Homeopathy is based on the idea of “like cures like.” When you take a remedy of a plant which can cause symptoms like insomnia, it will cure insomnia. In Western medicine, this a bit similar to how vaccines work, but with homeopathy the doses are incredibly minute, so dilute that they are almost nonexistent. Homeopathy is safe and very effective.
You can find Calms Forte at most health food stores that sell homeopathy.
- Drink warm milk. Milk has calcium which can help you sleep and relaxation. Plus grandmothers have been advising this for years. I find it works well. Try adding a little vanilla extract for flavor. You may find this better than teas because it doesn’t make you pee right away.
- Herbal remedies. There are many herbal remedies, teas, supplements and tinctures which can help your sleep and relaxation. Try chamomile, catnip, hops, kava kava, valerian or passionflower. If you don’t know what to try first, go to the health food store and see which remedy pops out to you. Often your intuition is the best guide.
- Melatonin. Melatonin is a hormone which naturally occurs in your body. This remedy is particularly suggested when your sleep problems are due to a disruption in your regular sleep schedule. If you have worked late or have jet lag, try melatonin.
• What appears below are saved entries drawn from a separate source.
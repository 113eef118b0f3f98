//! Mood lifecycle - typed moods with timed expiry back to calm

use crate::personality::Personality;
use serde::{Deserialize, Serialize};
use std::collections::BTreeMap;

#[derive(Clone, Copy, Debug, PartialEq, Eq, Serialize, Deserialize)]
#[serde(rename_all = "lowercase")]
pub enum MoodKind {
    Cheerful,
    Melancholy,
    Anxious,
    Angry,
    Excited,
    Calm,
}

impl MoodKind {
    pub fn as_str(&self) -> &'static str {
        match self {
            MoodKind::Cheerful => "cheerful",
            MoodKind::Melancholy => "melancholy",
            MoodKind::Anxious => "anxious",
            MoodKind::Angry => "angry",
            MoodKind::Excited => "excited",
            MoodKind::Calm => "calm",
        }
    }

    /// Sparse OCEAN modifiers while the mood holds.
    fn trait_modifiers(&self) -> BTreeMap<String, f64> {
        let pairs: &[(&str, f64)] = match self {
            MoodKind::Cheerful => &[("agreeableness", 10.0), ("extraversion", 5.0)],
            MoodKind::Melancholy => &[("extraversion", -10.0), ("neuroticism", 10.0)],
            MoodKind::Anxious => &[("neuroticism", 15.0)],
            MoodKind::Angry => &[("agreeableness", -15.0)],
            MoodKind::Excited => &[("extraversion", 10.0), ("openness", 5.0)],
            MoodKind::Calm => &[],
        };
        pairs
            .iter()
            .map(|(k, v)| (k.to_string(), *v))
            .collect()
    }
}

/// Current mood: kind, remaining duration in hours, and trait modifiers.
/// `calm` is the absorbing state - zero duration, no modifiers. New triggers
/// replace the current mood wholesale.
#[derive(Clone, Debug, PartialEq, Serialize, Deserialize)]
pub struct MoodState {
    pub kind: MoodKind,
    pub remaining_hours: f64,
    pub modifiers: BTreeMap<String, f64>,
}

impl MoodState {
    pub fn calm() -> Self {
        Self {
            kind: MoodKind::Calm,
            remaining_hours: 0.0,
            modifiers: BTreeMap::new(),
        }
    }

    /// Emit a mood from an event. Duration scales with neuroticism:
    /// `base * (1 + N/100)`, so an anxious character holds moods up to
    /// twice as long. A non-positive base collapses to calm.
    pub fn trigger(kind: MoodKind, base_duration_hours: f64, personality: &Personality) -> Self {
        if kind == MoodKind::Calm || base_duration_hours <= 0.0 {
            return Self::calm();
        }
        Self {
            kind,
            remaining_hours: base_duration_hours * (1.0 + personality.neuroticism / 100.0),
            modifiers: kind.trait_modifiers(),
        }
    }

    /// Advance time; an expired mood returns to calm.
    pub fn tick(&mut self, delta_hours: f64) {
        if self.kind == MoodKind::Calm {
            return;
        }
        self.remaining_hours -= delta_hours;
        if self.remaining_hours <= 0.0 {
            *self = Self::calm();
        }
    }

    pub fn modifier(&self, trait_name: &str) -> f64 {
        self.modifiers.get(trait_name).copied().unwrap_or(0.0)
    }

    pub fn is_calm(&self) -> bool {
        self.kind == MoodKind::Calm
    }
}

impl Default for MoodState {
    fn default() -> Self {
        Self::calm()
    }
}
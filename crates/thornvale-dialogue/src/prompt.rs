//! Prompt builder - composes an NPC's full state into one generation prompt
//!
//! Each context section has a dedicated formatter; rendering is a single
//! pass over a fixed template with named slots, and unused slots render
//! empty. One builder serves many requests via `reset`.

use thornvale_core::Character;
use thornvale_mind::{
    Affinity, BehavioralProfile, DriftMetrics, Memory, MemoryContent, MoodState, Personality,
};

/// Where the NPC is standing and what surrounds them.
#[derive(Clone, Debug, Default)]
pub struct EnvironmentContext {
    pub location: String,
    pub time_of_day: String,
    pub weather: String,
    pub nearby: Vec<String>,
}

#[derive(Default)]
pub struct PromptBuilder {
    identity: String,
    personality: String,
    state: String,
    environment: String,
    speaker: String,
    memories: String,
    drift: String,
    topic: String,
    utterance: String,
}

impl PromptBuilder {
    pub fn new() -> Self {
        Self::default()
    }

    /// Clear every section for the next request.
    pub fn reset(&mut self) -> &mut Self {
        *self = Self::default();
        self
    }

    pub fn identity(&mut self, character: &Character) -> &mut Self {
        self.identity = format!(
            "You are {}, a {} of this world.",
            character.name, character.species
        );
        self
    }

    pub fn personality(&mut self, personality: &Personality) -> &mut Self {
        self.personality = format!(
            "Personality - openness {:.0}, conscientiousness {:.0}, extraversion {:.0}, \
             agreeableness {:.0}, neuroticism {:.0} (each out of 100).",
            personality.openness,
            personality.conscientiousness,
            personality.extraversion,
            personality.agreeableness,
            personality.neuroticism,
        );
        self
    }

    pub fn current_state(
        &mut self,
        mood: &MoodState,
        intent_descriptor: &str,
        urgency: f64,
        condition: &str,
    ) -> &mut Self {
        self.state = format!(
            "Right now you feel {}. You are {} (urgency {:.0}/100). Physically you are {}.",
            mood.kind.as_str(),
            intent_descriptor,
            urgency,
            condition,
        );
        self
    }

    pub fn environment(&mut self, env: &EnvironmentContext) -> &mut Self {
        let nearby = if env.nearby.is_empty() {
            "no one else nearby".to_string()
        } else {
            format!("nearby: {}", env.nearby.join(", "))
        };
        self.environment = format!(
            "You are at {}. It is {}, the weather {}; {}.",
            env.location, env.time_of_day, env.weather, nearby
        );
        self
    }

    pub fn speaker(&mut self, name: &str, affinity: &Affinity) -> &mut Self {
        self.speaker = format!(
            "{} is speaking to you. Toward them you hold affection {:.0}, trust {:.0}, fear {:.0} \
             (each from -100 to 100).",
            name, affinity.affection, affinity.trust, affinity.fear
        );
        self
    }

    pub fn memories(&mut self, memories: &[Memory]) -> &mut Self {
        if memories.is_empty() {
            self.memories.clear();
            return self;
        }
        let mut lines = vec!["You remember:".to_string()];
        for memory in memories {
            lines.push(format!("- {}", describe_memory(memory)));
        }
        self.memories = lines.join("\n");
        self
    }

    pub fn drift(
        &mut self,
        baseline: &BehavioralProfile,
        current: &BehavioralProfile,
        metrics: &DriftMetrics,
    ) -> &mut Self {
        let traits = if metrics.affected_traits.is_empty() {
            "overall manner".to_string()
        } else {
            metrics.affected_traits.join(", ")
        };
        self.drift = format!(
            "Your behavior has been drifting from your old self ({} drift in {}; \
             e.g. aggression was {:.2}, now {:.2}). {}",
            metrics.level.as_str(),
            traits,
            baseline.aggression,
            current.aggression,
            metrics.level.instruction(),
        );
        self
    }

    pub fn topic(&mut self, topic: &str) -> &mut Self {
        if topic.is_empty() {
            self.topic.clear();
        } else {
            self.topic = format!("The conversation is about {topic}.");
        }
        self
    }

    pub fn utterance(&mut self, utterance: &str) -> &mut Self {
        self.utterance = format!(
            "They say: \"{utterance}\"\nReply in character with one short line of spoken dialogue \
             and nothing else."
        );
        self
    }

    /// Render the fixed template. Empty sections contribute nothing.
    pub fn render(&self) -> String {
        [
            &self.identity,
            &self.personality,
            &self.state,
            &self.environment,
            &self.speaker,
            &self.memories,
            &self.drift,
            &self.topic,
            &self.utterance,
        ]
        .iter()
        .filter(|section| !section.is_empty())
        .map(|s| s.as_str())
        .collect::<Vec<_>>()
        .join("\n\n")
    }
}

fn describe_memory(memory: &Memory) -> String {
    match &memory.content {
        MemoryContent::Observation { description, .. } => format!("seeing {description}"),
        MemoryContent::Conversation { heard, topic, .. } => {
            format!("talking about {topic}; they said \"{heard}\"")
        }
        MemoryContent::Event { description } => description.clone(),
        MemoryContent::Relationship { .. } => {
            format!("a moment that changed how you feel ({})", memory.dominant_emotion)
        }
    }
}
//! Core types: character model, request/response wire types, priority bands

use crate::ids::EntityId;
use chrono::{DateTime, Utc};
use serde::{Deserialize, Serialize};

/// Base attribute vector: fifteen signed integers bucketed into
/// physical, mental, and sensory groups of five.
#[derive(Clone, Copy, Debug, Default, PartialEq, Eq, Serialize, Deserialize)]
pub struct Attributes {
    // Physical
    pub might: i32,
    pub agility: i32,
    pub endurance: i32,
    pub vitality: i32,
    pub speed: i32,
    // Mental
    pub intellect: i32,
    pub willpower: i32,
    pub cunning: i32,
    pub presence: i32,
    pub discipline: i32,
    // Sensory
    pub perception: i32,
    pub intuition: i32,
    pub attunement: i32,
    pub awareness: i32,
    pub empathy: i32,
}

impl Attributes {
    pub fn physical_sum(&self) -> i32 {
        self.might + self.agility + self.endurance + self.vitality + self.speed
    }

    pub fn mental_sum(&self) -> i32 {
        self.intellect + self.willpower + self.cunning + self.presence + self.discipline
    }

    pub fn sensory_sum(&self) -> i32 {
        self.perception + self.intuition + self.attunement + self.awareness + self.empathy
    }
}

/// Derived secondary pool maxima, computed once from the attribute vector.
#[derive(Clone, Copy, Debug, Default, PartialEq, Eq, Serialize, Deserialize)]
pub struct SecondaryPools {
    pub hp_max: i32,
    pub stamina_max: i32,
    pub focus_max: i32,
    pub mana_max: i32,
    pub nerve_max: i32,
}

impl SecondaryPools {
    pub fn derive(attrs: &Attributes) -> Self {
        Self {
            hp_max: 20 + 3 * attrs.vitality + attrs.endurance,
            stamina_max: 15 + 2 * attrs.endurance + attrs.agility,
            focus_max: 15 + 2 * attrs.discipline + attrs.intellect,
            mana_max: 10 + 2 * attrs.attunement + attrs.willpower,
            nerve_max: 10 + 2 * attrs.willpower + attrs.presence,
        }
    }
}

/// Stable character identity. Created once, never destroyed.
#[derive(Clone, Debug, Serialize, Deserialize)]
pub struct Character {
    pub id: EntityId,
    pub name: String,
    pub species: String,
    pub attributes: Attributes,
    pub pools: SecondaryPools,
}

impl Character {
    pub fn new(name: impl Into<String>, species: impl Into<String>, attributes: Attributes) -> Self {
        Self {
            id: EntityId::new(),
            name: name.into(),
            species: species.into(),
            pools: SecondaryPools::derive(&attributes),
            attributes,
        }
    }
}

/// Priority bands for generation requests. Strict ordering between bands,
/// FIFO within a band.
#[derive(Clone, Copy, Debug, PartialEq, Eq, PartialOrd, Ord, Hash, Serialize, Deserialize)]
#[serde(rename_all = "lowercase")]
pub enum Priority {
    Critical,
    High,
    Normal,
    Low,
}

impl Priority {
    pub const ALL: [Priority; 4] = [
        Priority::Critical,
        Priority::High,
        Priority::Normal,
        Priority::Low,
    ];

    pub fn index(&self) -> usize {
        match self {
            Priority::Critical => 0,
            Priority::High => 1,
            Priority::Normal => 2,
            Priority::Low => 3,
        }
    }

    pub fn as_str(&self) -> &'static str {
        match self {
            Priority::Critical => "critical",
            Priority::High => "high",
            Priority::Normal => "normal",
            Priority::Low => "low",
        }
    }
}

impl std::fmt::Display for Priority {
    fn fmt(&self, f: &mut std::fmt::Formatter<'_>) -> std::fmt::Result {
        f.write_str(self.as_str())
    }
}

/// A generation request as carried on the wire: `ai.request.<id>`.
#[derive(Clone, Debug, Serialize, Deserialize)]
pub struct AiRequest {
    #[serde(default)]
    pub id: String,
    pub prompt: String,
    #[serde(default)]
    pub model: String,
}

/// A generation response published to the reply subject.
#[derive(Clone, Debug, Serialize, Deserialize)]
pub struct AiResponse {
    pub id: String,
    pub response: String,
    #[serde(skip_serializing_if = "Option::is_none")]
    pub error: Option<String>,
}

impl AiResponse {
    pub fn ok(id: impl Into<String>, response: impl Into<String>) -> Self {
        Self {
            id: id.into(),
            response: response.into(),
            error: None,
        }
    }

    pub fn err(id: impl Into<String>, error: impl Into<String>) -> Self {
        Self {
            id: id.into(),
            response: String::new(),
            error: Some(error.into()),
        }
    }
}

/// A request bound to its reply address and priority band, as held by the
/// queue and the worker pool.
#[derive(Clone, Debug)]
pub struct AiJob {
    pub request: AiRequest,
    pub reply: String,
    pub priority: Priority,
    pub enqueued_at: DateTime<Utc>,
}

impl AiJob {
    pub fn new(request: AiRequest, reply: impl Into<String>, priority: Priority) -> Self {
        Self {
            request,
            reply: reply.into(),
            priority,
            enqueued_at: Utc::now(),
        }
    }
}

/// The public result of the per-utterance dialogue pipeline. Never an error
/// for LLM or parse failures - those surface as `used_fallback`.
#[derive(Clone, Debug, Serialize, Deserialize)]
pub struct DialogueResponse {
    pub text: String,
    pub emotional_reaction: String,
    pub emotional_weight: f64,
    pub used_fallback: bool,
}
Take the supplement 30 minutes before bed.
- Ignore your mind. Sometimes your thoughts are so busy marching around in your head that you can’t sleep or relax.
Practice ignoring them.
Notice when your thoughts take you to your typical story, the same old dialogue, your regular worries. When you see this pattern direct your attention back to the quiet of the night.
Notice how your feet feel. You can not be able to simultaneously feel your body and fret. It is likely that you will have to repeat this over and over, just like teaching a child, but eventually, you will become more skilled at keeping your thoughts quiet.